Ele procurava dar vida a certas passagens daquela música. Quando compunha, ele ía tocando e escrevendo. Para ouvir, ele fazia concha com a mão. Nós (da família) conversávamos muito à hora do jantar, e eu, há algum tempo, vinha observando que quase sempre Nazareth pegava um palitinho de dente e discretamente guardava-o no bolso do paletó. Eu, então, mesmo sendo uma criança muito tímida, mas, certamente, querendo deixá-lo sem graça, de molecagem mesmo, perguntei, na frente de todos, por que ele fazia aquilo... Ele, com a maior naturalidade, respondeu:
“ - Toda vez que eu tomo banho, por mais que eu me ensaboe, sempre fica uma sujeirinha no meu umbigo... Por isso, tenho que apelar para o palitinho!...”
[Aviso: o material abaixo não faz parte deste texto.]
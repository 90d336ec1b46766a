//! S2 SPAN/MPAN nonce progression and CCM frame protection.
//!
//! Both peers seed a shared nonce generator from the entropy inputs
//! exchanged during SPAN establishment; every protected frame consumes the
//! next 13-byte nonce. The receiver tolerates a small number of missed
//! frames by trying a window of upcoming nonces and adopting the position
//! that verifies.

use std::collections::HashMap;
use std::fmt;

use zwave_crypto::{aes128_ccm_decrypt, aes128_ccm_encrypt, aes128_cmac, aes128_ctr_keystream, NetworkKeys};

use crate::cc::security_s2::S2Encap;
use crate::error::CCError;

/// Consecutive MAC failures after which the transaction is aborted.
pub const MAX_MAC_FAILURES: u8 = 3;

/// How many nonces ahead the receiver searches when frames were missed.
const NONCE_CATCH_UP_WINDOW: usize = 5;

/// Shared nonce generator state for one peer (or one multicast group).
#[derive(Clone, PartialEq, Eq)]
pub struct SpanState {
    key: [u8; 16],
    counter: [u8; 16],
}

impl SpanState {
    /// Seed the generator from both entropy inputs under the nonce key.
    pub fn instantiate(
        nonce_key: &[u8; 16],
        sender_ei: &[u8; 16],
        receiver_ei: &[u8; 16],
    ) -> Self {
        let mut seed_input = [0u8; 32];
        seed_input[..16].copy_from_slice(sender_ei);
        seed_input[16..].copy_from_slice(receiver_ei);
        SpanState {
            key: *nonce_key,
            counter: aes128_cmac(nonce_key, &seed_input),
        }
    }

    /// Draw the next 13-byte nonce and advance the state.
    pub fn next_nonce(&mut self) -> [u8; 13] {
        let keystream = aes128_ctr_keystream(&self.key, &self.counter, 16);
        increment_be(&mut self.counter);
        keystream[..13].try_into().expect("keystream is 16 bytes")
    }
}

fn increment_be(counter: &mut [u8; 16]) {
    for byte in counter.iter_mut().rev() {
        let (next, overflow) = byte.overflowing_add(1);
        *byte = next;
        if !overflow {
            break;
        }
    }
}

// The generator state derives from key material; never print it.
impl fmt::Debug for SpanState {
    fn fmt(&self, f: &mut fmt::Formatter<'_>) -> fmt::Result {
        f.write_str("SpanState(redacted)")
    }
}

/// What to do after a MAC failure.
#[derive(Debug, Clone, Copy, PartialEq, Eq)]
pub enum ResyncDecision {
    /// Request a NonceReport and retry.
    Resync,
    /// Too many consecutive failures; fail the transaction.
    Abort,
}

/// Per-driver S2 state: SPANs per node, MPANs per group, sequence counter.
pub struct S2Engine {
    keys: NetworkKeys,
    spans: HashMap<u8, SpanState>,
    mpans: HashMap<u8, SpanState>,
    seq: u8,
    mac_failures: HashMap<u8, u8>,
    /// Receiver entropy inputs we issued in NonceReports, waiting for the
    /// peer's SPAN extension.
    issued_receiver_ei: HashMap<u8, [u8; 16]>,
}

impl S2Engine {
    pub fn new(keys: NetworkKeys) -> Self {
        Self {
            keys,
            spans: HashMap::new(),
            mpans: HashMap::new(),
            seq: 0,
            mac_failures: HashMap::new(),
            issued_receiver_ei: HashMap::new(),
        }
    }

    /// Remember the entropy input sent to a peer in a NonceReport.
    pub fn note_issued_receiver_ei(&mut self, node_id: u8, receiver_ei: [u8; 16]) {
        self.issued_receiver_ei.insert(node_id, receiver_ei);
    }

    /// Consume the entropy input previously issued to a peer.
    pub fn take_issued_receiver_ei(&mut self, node_id: u8) -> Option<[u8; 16]> {
        self.issued_receiver_ei.remove(&node_id)
    }

    /// The next frame sequence number (wrapping).
    pub fn next_seq(&mut self) -> u8 {
        self.seq = self.seq.wrapping_add(1);
        self.seq
    }

    /// (Re-)establish the SPAN for a node from fresh entropy inputs.
    pub fn establish_span(
        &mut self,
        node_id: u8,
        sender_ei: &[u8; 16],
        receiver_ei: &[u8; 16],
    ) {
        tracing::debug!(node_id, "SPAN established");
        self.spans.insert(
            node_id,
            SpanState::instantiate(&self.keys.nonce_key, sender_ei, receiver_ei),
        );
        self.mac_failures.remove(&node_id);
    }

    pub fn has_span(&self, node_id: u8) -> bool {
        self.spans.contains_key(&node_id)
    }

    /// Install a multicast group state.
    pub fn establish_mpan(&mut self, group_id: u8, state: SpanState) {
        self.mpans.insert(group_id, state);
    }

    /// The next multicast nonce for a group.
    pub fn next_mpan_nonce(&mut self, group_id: u8) -> Option<[u8; 13]> {
        self.mpans.get_mut(&group_id).map(SpanState::next_nonce)
    }

    /// Seal a serialized inner CC for singlecast transmission.
    pub fn encrypt(
        &mut self,
        node_id: u8,
        src: u8,
        dst: u8,
        home_id: u32,
        plaintext: &[u8],
    ) -> Result<S2Encap, CCError> {
        let seq = self.next_seq();
        let span = self
            .spans
            .get_mut(&node_id)
            .ok_or(CCError::SpanNotSynced(node_id))?;
        let nonce = span.next_nonce();
        let aad = s2_aad(src, dst, home_id, seq);
        let ciphertext = aes128_ccm_encrypt(&self.keys.enc_key, &nonce, &aad, plaintext);
        Ok(S2Encap {
            seq,
            extensions: Vec::new(),
            ciphertext,
        })
    }

    /// Open a received MessageEncap. On success the SPAN position is
    /// synchronized to the frame that verified.
    pub fn decrypt(
        &mut self,
        node_id: u8,
        src: u8,
        dst: u8,
        home_id: u32,
        encap: &S2Encap,
    ) -> Result<Vec<u8>, CCError> {
        let aad = s2_aad(src, dst, home_id, encap.seq);
        let span = self
            .spans
            .get_mut(&node_id)
            .ok_or(CCError::SpanNotSynced(node_id))?;

        let mut trial = span.clone();
        for skipped in 0..NONCE_CATCH_UP_WINDOW {
            let nonce = trial.next_nonce();
            if let Ok(plaintext) =
                aes128_ccm_decrypt(&self.keys.enc_key, &nonce, &aad, &encap.ciphertext)
            {
                if skipped > 0 {
                    tracing::debug!(node_id, skipped, "SPAN caught up after missed frames");
                }
                *span = trial;
                self.mac_failures.remove(&node_id);
                return Ok(plaintext);
            }
        }
        Err(CCError::MacFailed)
    }

    /// Record a MAC failure and decide between resync and abort.
    pub fn on_mac_failure(&mut self, node_id: u8) -> ResyncDecision {
        let count = self.mac_failures.entry(node_id).or_insert(0);
        *count += 1;
        if *count >= MAX_MAC_FAILURES {
            tracing::warn!(node_id, failures = *count, "aborting after repeated MAC failures");
            self.mac_failures.remove(&node_id);
            self.spans.remove(&node_id);
            ResyncDecision::Abort
        } else {
            tracing::debug!(node_id, failures = *count, "requesting SPAN resync");
            ResyncDecision::Resync
        }
    }
}

// Key-derived state stays out of logs; only the table sizes are shown.
impl fmt::Debug for S2Engine {
    fn fmt(&self, f: &mut fmt::Formatter<'_>) -> fmt::Result {
        f.debug_struct("S2Engine")
            .field("spans", &self.spans.len())
            .field("mpans", &self.mpans.len())
            .finish()
    }
}

/// Additional data binding the frame to its addressing.
fn s2_aad(src: u8, dst: u8, home_id: u32, seq: u8) -> [u8; 7] {
    let home = home_id.to_be_bytes();
    [src, dst, home[0], home[1], home[2], home[3], seq]
}

#[cfg(test)]
mod tests {
    use super::*;

    fn engine_pair() -> (S2Engine, S2Engine) {
        let keys = NetworkKeys::derive(&[0x42; 16]);
        let mut a = S2Engine::new(keys);
        let mut b = S2Engine::new(keys);
        let sender_ei = [0x01; 16];
        let receiver_ei = [0x02; 16];
        // Node 1 talks to node 5; each side keys the SPAN by its peer.
        a.establish_span(5, &sender_ei, &receiver_ei);
        b.establish_span(1, &sender_ei, &receiver_ei);
        (a, b)
    }

    const HOME_ID: u32 = 0xC951_AA20;

    #[test]
    fn span_nonces_agree() {
        let keys = NetworkKeys::derive(&[0x42; 16]);
        let mut a = SpanState::instantiate(&keys.nonce_key, &[0x01; 16], &[0x02; 16]);
        let mut b = SpanState::instantiate(&keys.nonce_key, &[0x01; 16], &[0x02; 16]);
        for _ in 0..10 {
            assert_eq!(a.next_nonce(), b.next_nonce());
        }
    }

    #[test]
    fn span_entropy_separates() {
        let keys = NetworkKeys::derive(&[0x42; 16]);
        let mut a = SpanState::instantiate(&keys.nonce_key, &[0x01; 16], &[0x02; 16]);
        let mut b = SpanState::instantiate(&keys.nonce_key, &[0x01; 16], &[0x03; 16]);
        assert_ne!(a.next_nonce(), b.next_nonce());
    }

    #[test]
    fn encrypt_decrypt_roundtrip() {
        let (mut a, mut b) = engine_pair();
        let encap = a.encrypt(5, 1, 5, HOME_ID, &[0x26, 0x01, 80]).unwrap();
        let plain = b.decrypt(1, 1, 5, HOME_ID, &encap).unwrap();
        assert_eq!(plain, vec![0x26, 0x01, 80]);
    }

    #[test]
    fn receiver_catches_up_after_missed_frames() {
        let (mut a, mut b) = engine_pair();
        // Two frames are lost in transit.
        let _ = a.encrypt(5, 1, 5, HOME_ID, b"lost one").unwrap();
        let _ = a.encrypt(5, 1, 5, HOME_ID, b"lost two").unwrap();
        let encap = a.encrypt(5, 1, 5, HOME_ID, b"delivered").unwrap();
        assert_eq!(b.decrypt(1, 1, 5, HOME_ID, &encap).unwrap(), b"delivered");

        // And the positions stay in sync afterwards.
        let encap = a.encrypt(5, 1, 5, HOME_ID, b"next").unwrap();
        assert_eq!(b.decrypt(1, 1, 5, HOME_ID, &encap).unwrap(), b"next");
    }

    #[test]
    fn too_many_missed_frames_fail() {
        let (mut a, mut b) = engine_pair();
        for _ in 0..NONCE_CATCH_UP_WINDOW {
            let _ = a.encrypt(5, 1, 5, HOME_ID, b"lost").unwrap();
        }
        let encap = a.encrypt(5, 1, 5, HOME_ID, b"too far").unwrap();
        assert_eq!(b.decrypt(1, 1, 5, HOME_ID, &encap), Err(CCError::MacFailed));
    }

    #[test]
    fn addressing_is_bound() {
        let (mut a, mut b) = engine_pair();
        let encap = a.encrypt(5, 1, 5, HOME_ID, b"payload").unwrap();
        // Different home id must not verify.
        assert!(b.decrypt(1, 1, 5, HOME_ID + 1, &encap).is_err());
    }

    #[test]
    fn mac_failure_escalation() {
        let keys = NetworkKeys::derive(&[0x42; 16]);
        let mut engine = S2Engine::new(keys);
        engine.establish_span(5, &[0x01; 16], &[0x02; 16]);

        assert_eq!(engine.on_mac_failure(5), ResyncDecision::Resync);
        assert_eq!(engine.on_mac_failure(5), ResyncDecision::Resync);
        assert_eq!(engine.on_mac_failure(5), ResyncDecision::Abort);
        // The SPAN is gone after an abort.
        assert!(!engine.has_span(5));
        // The counter reset with the abort.
        engine.establish_span(5, &[0x01; 16], &[0x02; 16]);
        assert_eq!(engine.on_mac_failure(5), ResyncDecision::Resync);
    }

    #[test]
    fn successful_decrypt_resets_failures() {
        let (mut a, mut b) = engine_pair();
        assert_eq!(b.on_mac_failure(1), ResyncDecision::Resync);
        assert_eq!(b.on_mac_failure(1), ResyncDecision::Resync);
        let encap = a.encrypt(5, 1, 5, HOME_ID, b"ok").unwrap();
        assert!(b.decrypt(1, 1, 5, HOME_ID, &encap).is_ok());
        // Counter restarts after a success.
        assert_eq!(b.on_mac_failure(1), ResyncDecision::Resync);
        assert_eq!(b.on_mac_failure(1), ResyncDecision::Resync);
        assert_eq!(b.on_mac_failure(1), ResyncDecision::Abort);
    }

    #[test]
    fn span_not_synced_error() {
        let keys = NetworkKeys::derive(&[0x42; 16]);
        let mut engine = S2Engine::new(keys);
        assert_eq!(
            engine.encrypt(9, 1, 9, HOME_ID, b"x"),
            Err(CCError::SpanNotSynced(9))
        );
    }

    #[test]
    fn mpan_nonces() {
        let keys = NetworkKeys::derive(&[0x42; 16]);
        let mut engine = S2Engine::new(keys);
        assert!(engine.next_mpan_nonce(3).is_none());
        engine.establish_mpan(3, SpanState::instantiate(&keys.nonce_key, &[0x0A; 16], &[0x0B; 16]));
        let first = engine.next_mpan_nonce(3).unwrap();
        let second = engine.next_mpan_nonce(3).unwrap();
        assert_ne!(first, second);
    }
}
O piano era preto, acho que Pleyel. Ele usava um pince-nez, de vez em quando, quando tinha que ler alguma partitura. Elegante, estava sempre com um terno preto. Sua voz era suave. Ele era uma pessoa educada, mas gostava de uma cervejinha... Tinha um piano no Parque Antarctica e Nazareth sempre que ía lá dava uma “canja”.
Não era alto. 1,65m ou 1,70m. Ele tocava com muita elegância. Era, também, muito ágil. O (Arthur) Moreira Lima soca o piano. Carolina (Cardoso de Menezes) toca mais parecido.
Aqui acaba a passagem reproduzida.